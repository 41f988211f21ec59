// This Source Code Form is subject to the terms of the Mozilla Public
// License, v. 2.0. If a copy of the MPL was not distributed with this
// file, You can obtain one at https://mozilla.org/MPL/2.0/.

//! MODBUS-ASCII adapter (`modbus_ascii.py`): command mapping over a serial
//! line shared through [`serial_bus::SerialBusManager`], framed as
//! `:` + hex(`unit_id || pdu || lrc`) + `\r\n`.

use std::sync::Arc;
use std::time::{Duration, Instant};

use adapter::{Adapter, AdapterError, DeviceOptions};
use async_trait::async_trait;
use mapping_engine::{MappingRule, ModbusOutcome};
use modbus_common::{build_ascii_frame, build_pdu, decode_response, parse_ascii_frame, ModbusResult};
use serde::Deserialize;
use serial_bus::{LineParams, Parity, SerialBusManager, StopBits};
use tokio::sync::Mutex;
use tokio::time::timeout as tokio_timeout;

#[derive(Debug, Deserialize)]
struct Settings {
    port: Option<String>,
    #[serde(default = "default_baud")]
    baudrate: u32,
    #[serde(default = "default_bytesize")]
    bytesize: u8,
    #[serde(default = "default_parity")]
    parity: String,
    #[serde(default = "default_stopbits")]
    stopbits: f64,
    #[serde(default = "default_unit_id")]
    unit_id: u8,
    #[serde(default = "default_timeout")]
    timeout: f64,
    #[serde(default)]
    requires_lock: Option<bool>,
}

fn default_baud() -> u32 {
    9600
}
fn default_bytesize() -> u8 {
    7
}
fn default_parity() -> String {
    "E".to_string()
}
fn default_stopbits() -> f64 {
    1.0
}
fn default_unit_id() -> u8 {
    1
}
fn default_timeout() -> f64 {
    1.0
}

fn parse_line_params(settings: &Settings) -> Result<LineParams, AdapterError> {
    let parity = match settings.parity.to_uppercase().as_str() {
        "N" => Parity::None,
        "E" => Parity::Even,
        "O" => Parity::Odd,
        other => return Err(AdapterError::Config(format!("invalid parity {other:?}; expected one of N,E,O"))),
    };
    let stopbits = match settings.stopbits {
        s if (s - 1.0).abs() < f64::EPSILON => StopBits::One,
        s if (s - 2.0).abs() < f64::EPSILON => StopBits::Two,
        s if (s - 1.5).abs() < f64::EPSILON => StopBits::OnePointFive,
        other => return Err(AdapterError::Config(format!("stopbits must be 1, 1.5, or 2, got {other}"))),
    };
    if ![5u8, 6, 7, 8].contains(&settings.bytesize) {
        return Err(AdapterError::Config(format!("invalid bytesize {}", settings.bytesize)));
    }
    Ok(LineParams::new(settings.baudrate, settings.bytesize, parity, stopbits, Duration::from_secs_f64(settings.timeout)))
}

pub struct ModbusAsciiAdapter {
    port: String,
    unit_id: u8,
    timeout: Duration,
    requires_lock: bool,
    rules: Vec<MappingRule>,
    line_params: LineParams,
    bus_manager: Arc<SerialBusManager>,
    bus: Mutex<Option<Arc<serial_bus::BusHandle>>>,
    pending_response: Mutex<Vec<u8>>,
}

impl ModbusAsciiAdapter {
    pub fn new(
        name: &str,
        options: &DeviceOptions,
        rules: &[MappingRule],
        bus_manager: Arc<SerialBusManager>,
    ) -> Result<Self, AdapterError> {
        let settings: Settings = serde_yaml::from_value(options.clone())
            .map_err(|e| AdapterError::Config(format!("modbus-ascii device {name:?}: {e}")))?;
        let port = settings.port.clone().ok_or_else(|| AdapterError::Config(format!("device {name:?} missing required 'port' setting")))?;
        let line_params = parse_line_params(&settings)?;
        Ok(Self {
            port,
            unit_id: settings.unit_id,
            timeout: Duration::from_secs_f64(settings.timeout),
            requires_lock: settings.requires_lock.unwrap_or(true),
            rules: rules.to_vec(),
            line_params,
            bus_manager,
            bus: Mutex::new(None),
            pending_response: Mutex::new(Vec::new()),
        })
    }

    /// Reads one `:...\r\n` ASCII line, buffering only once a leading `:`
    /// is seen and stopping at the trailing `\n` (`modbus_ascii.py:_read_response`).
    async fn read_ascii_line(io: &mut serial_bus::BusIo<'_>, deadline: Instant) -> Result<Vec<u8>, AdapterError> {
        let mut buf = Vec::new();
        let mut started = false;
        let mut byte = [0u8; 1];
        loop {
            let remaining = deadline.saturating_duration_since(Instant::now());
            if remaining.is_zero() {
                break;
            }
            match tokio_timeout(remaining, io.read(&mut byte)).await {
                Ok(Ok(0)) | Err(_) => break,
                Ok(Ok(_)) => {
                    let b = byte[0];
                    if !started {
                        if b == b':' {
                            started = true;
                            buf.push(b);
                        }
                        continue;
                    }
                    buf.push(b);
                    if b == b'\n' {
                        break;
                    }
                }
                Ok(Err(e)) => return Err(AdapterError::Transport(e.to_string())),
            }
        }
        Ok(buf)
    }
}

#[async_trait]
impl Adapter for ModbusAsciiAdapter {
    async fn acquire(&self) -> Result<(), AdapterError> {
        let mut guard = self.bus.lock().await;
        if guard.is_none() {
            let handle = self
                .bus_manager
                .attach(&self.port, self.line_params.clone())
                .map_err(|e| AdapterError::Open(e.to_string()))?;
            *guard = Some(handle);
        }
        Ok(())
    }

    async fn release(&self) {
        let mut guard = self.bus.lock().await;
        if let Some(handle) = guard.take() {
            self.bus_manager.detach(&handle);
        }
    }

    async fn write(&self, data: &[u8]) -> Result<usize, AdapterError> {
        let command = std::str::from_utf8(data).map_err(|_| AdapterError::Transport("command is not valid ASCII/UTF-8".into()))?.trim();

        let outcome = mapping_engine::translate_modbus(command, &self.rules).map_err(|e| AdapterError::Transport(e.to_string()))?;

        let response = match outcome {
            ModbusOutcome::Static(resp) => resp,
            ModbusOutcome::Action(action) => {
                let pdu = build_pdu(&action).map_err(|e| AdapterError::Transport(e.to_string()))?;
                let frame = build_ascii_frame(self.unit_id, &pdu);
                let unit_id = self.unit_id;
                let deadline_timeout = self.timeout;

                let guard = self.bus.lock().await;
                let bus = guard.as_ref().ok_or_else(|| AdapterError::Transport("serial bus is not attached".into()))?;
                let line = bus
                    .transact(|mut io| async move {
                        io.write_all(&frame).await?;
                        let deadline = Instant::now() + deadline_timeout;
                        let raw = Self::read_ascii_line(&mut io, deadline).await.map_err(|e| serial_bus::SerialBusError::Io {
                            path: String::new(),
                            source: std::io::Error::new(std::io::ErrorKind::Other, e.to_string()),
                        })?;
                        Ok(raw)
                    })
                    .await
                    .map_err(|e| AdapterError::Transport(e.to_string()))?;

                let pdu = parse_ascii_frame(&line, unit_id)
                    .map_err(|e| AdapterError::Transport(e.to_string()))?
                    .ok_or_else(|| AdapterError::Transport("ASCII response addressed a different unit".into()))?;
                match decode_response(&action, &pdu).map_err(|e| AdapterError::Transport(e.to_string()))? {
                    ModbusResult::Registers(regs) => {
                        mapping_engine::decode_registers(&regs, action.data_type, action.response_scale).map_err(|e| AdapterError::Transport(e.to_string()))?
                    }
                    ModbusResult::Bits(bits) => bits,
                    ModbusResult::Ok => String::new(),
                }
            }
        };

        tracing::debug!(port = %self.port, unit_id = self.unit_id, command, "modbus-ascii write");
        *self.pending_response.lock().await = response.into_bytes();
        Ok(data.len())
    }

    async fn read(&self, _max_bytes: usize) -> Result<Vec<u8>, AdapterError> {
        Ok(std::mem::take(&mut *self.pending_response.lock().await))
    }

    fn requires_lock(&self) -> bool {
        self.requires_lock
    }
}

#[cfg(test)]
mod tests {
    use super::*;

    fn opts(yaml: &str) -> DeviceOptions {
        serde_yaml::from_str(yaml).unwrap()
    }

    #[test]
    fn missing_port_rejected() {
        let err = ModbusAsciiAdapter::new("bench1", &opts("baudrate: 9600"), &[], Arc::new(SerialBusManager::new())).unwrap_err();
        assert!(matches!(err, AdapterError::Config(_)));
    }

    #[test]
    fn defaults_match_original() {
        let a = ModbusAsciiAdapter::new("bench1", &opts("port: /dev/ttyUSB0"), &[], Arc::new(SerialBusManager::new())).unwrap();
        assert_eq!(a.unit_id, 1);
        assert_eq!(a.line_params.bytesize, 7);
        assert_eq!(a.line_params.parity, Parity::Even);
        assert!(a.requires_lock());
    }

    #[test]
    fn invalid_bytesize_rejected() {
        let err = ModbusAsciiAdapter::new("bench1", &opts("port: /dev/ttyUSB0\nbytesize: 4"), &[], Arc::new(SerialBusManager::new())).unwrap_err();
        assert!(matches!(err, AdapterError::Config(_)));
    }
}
= = =
Task directions:
Copy all lines of the records in which the string "Mutex" can be found.

Exercise solution:
use tokio::sync::Mutex;
    bus: Mutex<Option<Arc<serial_bus::BusHandle>>>,
    pending_response: Mutex<Vec<u8>>,
            bus: Mutex::new(None),
            pending_response: Mutex::new(Vec::new()),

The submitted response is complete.